I realise this is a difficult concept, because you are trying to apply common sense, but the law does not operate on common sense. The experts are NOT going to agree. You will tell your expert that you DID have 2 glasses of wine after you got home. He will prepare a report presuming that to be true. The prosecution expert is going to be told that there is no evidence that you have consumed alcohol after driving. What the prosecution have is that you had glasses and an empty bottle. How full was it when you got home? It could have been empty anyway, you could have tipped a bit of wine into the glass, swilled it round then emptied it away.....
On the outside chance that they did agree on, hypothetically, what your reading would have been IF you did have 2 glasses of 275ml wine after getting home, the case would still go ahead for the court to decide IF you did in fact have those drinks.

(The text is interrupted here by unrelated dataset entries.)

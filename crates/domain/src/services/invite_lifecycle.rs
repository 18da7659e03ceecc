//! Invite state machine.
//!
//! ```text
//! PENDING --expiry--> EXPIRED
//! PENDING --approve--> APPROVED
//! PENDING --reject--> REJECTED
//! ```
//!
//! Expiry is applied lazily: an invite whose deadline passed while still
//! `PENDING` is flipped to `EXPIRED` the first time it is read.

use chrono::{DateTime, Duration, Utc};
use thiserror::Error;

use crate::models::invite::{AffiliateInvite, InviteStatus};
use crate::models::partner::RegistrationState;

#[derive(Debug, Error, PartialEq, Eq)]
pub enum InviteError {
    #[error("Invite has expired")]
    Expired,

    #[error("Invite is no longer pending (status {0})")]
    NotPending(InviteStatus),

    #[error("Invalid invite transition from {from} to {to}")]
    InvalidTransition { from: InviteStatus, to: InviteStatus },
}

/// Whether `from -> to` is allowed. Re-applying the current state is a no-op.
pub fn can_transition(from: InviteStatus, to: InviteStatus) -> bool {
    from == to || from == InviteStatus::Pending
}

pub fn transition(from: InviteStatus, to: InviteStatus) -> Result<InviteStatus, InviteError> {
    if can_transition(from, to) {
        Ok(to)
    } else {
        Err(InviteError::InvalidTransition { from, to })
    }
}

/// A pending invite whose deadline has passed.
pub fn is_lapsed(invite: &AffiliateInvite, now: DateTime<Utc>) -> bool {
    invite.status == InviteStatus::Pending && now > invite.expires_at
}

/// Status an invite should have when read at `now`.
pub fn effective_status(invite: &AffiliateInvite, now: DateTime<Utc>) -> InviteStatus {
    if is_lapsed(invite, now) {
        InviteStatus::Expired
    } else {
        invite.status
    }
}

/// Rejects registration against an expired or already-settled invite.
pub fn check_registrable(invite: &AffiliateInvite, now: DateTime<Utc>) -> Result<(), InviteError> {
    match effective_status(invite, now) {
        InviteStatus::Pending => Ok(()),
        InviteStatus::Expired => Err(InviteError::Expired),
        other => Err(InviteError::NotPending(other)),
    }
}

pub fn expiry_from(now: DateTime<Utc>, days: i64) -> DateTime<Utc> {
    now + Duration::days(days)
}

/// Invite status corresponding to a partner registration state.
pub fn status_for(state: RegistrationState) -> InviteStatus {
    match state {
        RegistrationState::Pending => InviteStatus::Pending,
        RegistrationState::Approved => InviteStatus::Approved,
        RegistrationState::Rejected => InviteStatus::Rejected,
    }
}

#[cfg(test)]
mod tests {
    use super::*;
    use uuid::Uuid;

    fn invite(status: InviteStatus, expires_in: Duration) -> AffiliateInvite {
        let now = Utc::now();
        AffiliateInvite {
            id: Uuid::new_v4(),
            code: "A1B2C3D4E5F60718".into(),
            email: "convidado@example.com".into(),
            name: "Convidado".into(),
            status,
            expires_at: now + expires_in,
            superbet_request_id: None,
            affiliate_id: None,
            created_at: now,
            updated_at: now,
        }
    }

    #[test]
    fn test_pending_can_reach_every_terminal_state() {
        for to in [
            InviteStatus::Approved,
            InviteStatus::Rejected,
            InviteStatus::Expired,
        ] {
            assert_eq!(transition(InviteStatus::Pending, to), Ok(to));
        }
    }

    #[test]
    fn test_terminal_states_are_final() {
        for from in [
            InviteStatus::Approved,
            InviteStatus::Rejected,
            InviteStatus::Expired,
        ] {
            assert!(transition(from, InviteStatus::Pending).is_err());
        }
        assert!(transition(InviteStatus::Expired, InviteStatus::Approved).is_err());
        assert!(transition(InviteStatus::Approved, InviteStatus::Rejected).is_err());
    }

    #[test]
    fn test_reapplying_same_state_is_allowed() {
        assert_eq!(
            transition(InviteStatus::Approved, InviteStatus::Approved),
            Ok(InviteStatus::Approved)
        );
    }

    #[test]
    fn test_lapsed_pending_invite_reads_as_expired() {
        let lapsed = invite(InviteStatus::Pending, Duration::hours(-1));
        assert!(is_lapsed(&lapsed, Utc::now()));
        assert_eq!(effective_status(&lapsed, Utc::now()), InviteStatus::Expired);
        assert_eq!(check_registrable(&lapsed, Utc::now()), Err(InviteError::Expired));
    }

    #[test]
    fn test_already_expired_invite_rejects_registration() {
        let expired = invite(InviteStatus::Expired, Duration::days(3));
        assert_eq!(check_registrable(&expired, Utc::now()), Err(InviteError::Expired));
    }

    #[test]
    fn test_settled_invite_is_not_registrable() {
        let approved = invite(InviteStatus::Approved, Duration::hours(-1));
        assert!(!is_lapsed(&approved, Utc::now()));
        assert_eq!(
            check_registrable(&approved, Utc::now()),
            Err(InviteError::NotPending(InviteStatus::Approved))
        );
    }

    #[test]
    fn test_fresh_pending_invite_is_registrable() {
        let fresh = invite(InviteStatus::Pending, Duration::days(7));
        assert!(check_registrable(&fresh, Utc::now()).is_ok());
    }

    #[test]
    fn test_status_for_registration_state() {
        assert_eq!(status_for(RegistrationState::Approved), InviteStatus::Approved);
        assert_eq!(status_for(RegistrationState::Pending), InviteStatus::Pending);
    }
}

With no witnesses they are unlikely to agree that you did. You then get saddled with prosecution costs, including their expert report on top of your own expert report (£600 or so) and, as I said before, you really would need a solicitor do defend a case like this.

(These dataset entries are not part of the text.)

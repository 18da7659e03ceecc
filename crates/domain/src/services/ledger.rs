//! Persistence contract used by reconciliation and affiliate sync.

use async_trait::async_trait;
use chrono::{DateTime, Utc};
use rust_decimal::Decimal;
use thiserror::Error;
use uuid::Uuid;

use crate::models::deal::Deal;
use crate::models::partner::PartnerKind;
use crate::services::commission::DayWindow;
use crate::services::deal_resolution::DefaultTerms;

#[derive(Debug, Error)]
pub enum LedgerError {
    #[error("duplicate record: {0}")]
    Conflict(String),

    #[error("record not found: {0}")]
    NotFound(String),

    #[error("storage error: {0}")]
    Storage(String),
}

/// Local affiliate matched to a partner id.
#[derive(Debug, Clone, PartialEq, Eq)]
pub struct LinkedAffiliate {
    pub id: Uuid,
    pub name: String,
    pub external_id: String,
}

/// User + affiliate pair to create for a partner affiliate.
#[derive(Debug, Clone)]
pub struct NewPartnerAffiliate {
    pub external_id: String,
    pub name: String,
    pub site_ids: Vec<i32>,
    pub email: String,
    pub password_hash: String,
}

/// CPA payout attached to an FTD.
#[derive(Debug, Clone, PartialEq)]
pub struct CpaPayout {
    pub amount: Decimal,
    pub description: String,
}

/// FTD plus its optional CPA commission and ledger transaction.
#[derive(Debug, Clone, PartialEq)]
pub struct FtdEntry {
    pub affiliate_id: Uuid,
    pub player_id: Uuid,
    pub date: DateTime<Utc>,
    pub cpa: Option<CpaPayout>,
}

/// Revenue-share report plus its ledger transaction.
#[derive(Debug, Clone, PartialEq)]
pub struct RevShareEntry {
    pub affiliate_id: Uuid,
    pub date: DateTime<Utc>,
    pub revenue: Decimal,
    pub percentage: Decimal,
    pub commission: Decimal,
    pub campaign_id: Option<String>,
    pub description: String,
}

/// Storage operations needed to reconcile partner data.
///
/// `record_ftd` and `record_rev_share` must write all their rows atomically.
#[async_trait]
pub trait LedgerStore: Send + Sync {
    async fn find_partner_affiliate(
        &self,
        partner: PartnerKind,
        external_id: &str,
    ) -> Result<Option<LinkedAffiliate>, LedgerError>;

    /// Creates user, affiliate and the user back-reference as one unit.
    async fn create_partner_affiliate(
        &self,
        partner: PartnerKind,
        new: &NewPartnerAffiliate,
    ) -> Result<Uuid, LedgerError>;

    /// Overwrites name and site ids only.
    async fn refresh_partner_affiliate(
        &self,
        affiliate_id: Uuid,
        name: &str,
        site_ids: &[i32],
    ) -> Result<(), LedgerError>;

    async fn affiliate_deal(&self, affiliate_id: Uuid) -> Result<Option<Deal>, LedgerError>;

    /// Current system defaults, read fresh on every call.
    async fn default_terms(&self) -> Result<DefaultTerms, LedgerError>;

    async fn ftd_exists_on(&self, affiliate_id: Uuid, day: &DayWindow) -> Result<bool, LedgerError>;

    /// Returns the affiliate's player, creating one with `external_id` if none exists.
    async fn find_or_create_player(
        &self,
        affiliate_id: Uuid,
        external_id: &str,
    ) -> Result<Uuid, LedgerError>;

    async fn record_ftd(&self, entry: &FtdEntry) -> Result<(), LedgerError>;

    async fn rev_share_report_exists(
        &self,
        affiliate_id: Uuid,
        day: &DayWindow,
        campaign_id: Option<&str>,
    ) -> Result<bool, LedgerError>;

    async fn record_rev_share(&self, entry: &RevShareEntry) -> Result<(), LedgerError>;
}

If you are still not happy, then get an independent report from an expert ASAP that will help you decide if you should take it further. All I can say is that from my informed (but not expert witness) viewpoint, your reading of 56 at home, followed by 50 at the police station then 123 in blood a few minutes later (equivalent to 52 in breath) is not consistent with you having consumed 6.5 units of alcohol in the hour after you got home. That is equivalent to a blood reading of 104, providing it had all absorbed into your system and that just does not appear in your blood reading compared to your initial fail.
There can be small variables, and the questionnaire you complete for the expert report will ask your height, weight, when you last ate anything etc that can have small influences on the outcome. Even allowing for that I fear that you will fail.
Come back for more advice when you have your experts opinion. If you are going to then submit this as your defence you will need to do that at least 7 days before the court case to give the defence time to refute it, so time is up against you.
if you plead not guilty, then the prosecution will serve on you the evidence that they intend to rely on. It will probably not, however, include an experts opinion on you consuming alcohol at home, as they would only seek that opinion once you submit your experts report, it is not evidence that they routinely gather, or everyone would be stung with £300 costs for the report, even in guilty pleas initially.
In effect, you agree with all the prosecution case, but YOU have to go that extra mile to add the evidence of drinking at home AND that the amount you drank made the difference to you being over the limit. Where is that evidence? It does not relly come from the expert report, that might say it COULD be right, IF it is true....
Please don't think I am just trying to be awkward, I am simply being honest with you as to the uphill task that you face, and the issues that will be thrown at you in court. Better to see them now, than be shocked when they arise later.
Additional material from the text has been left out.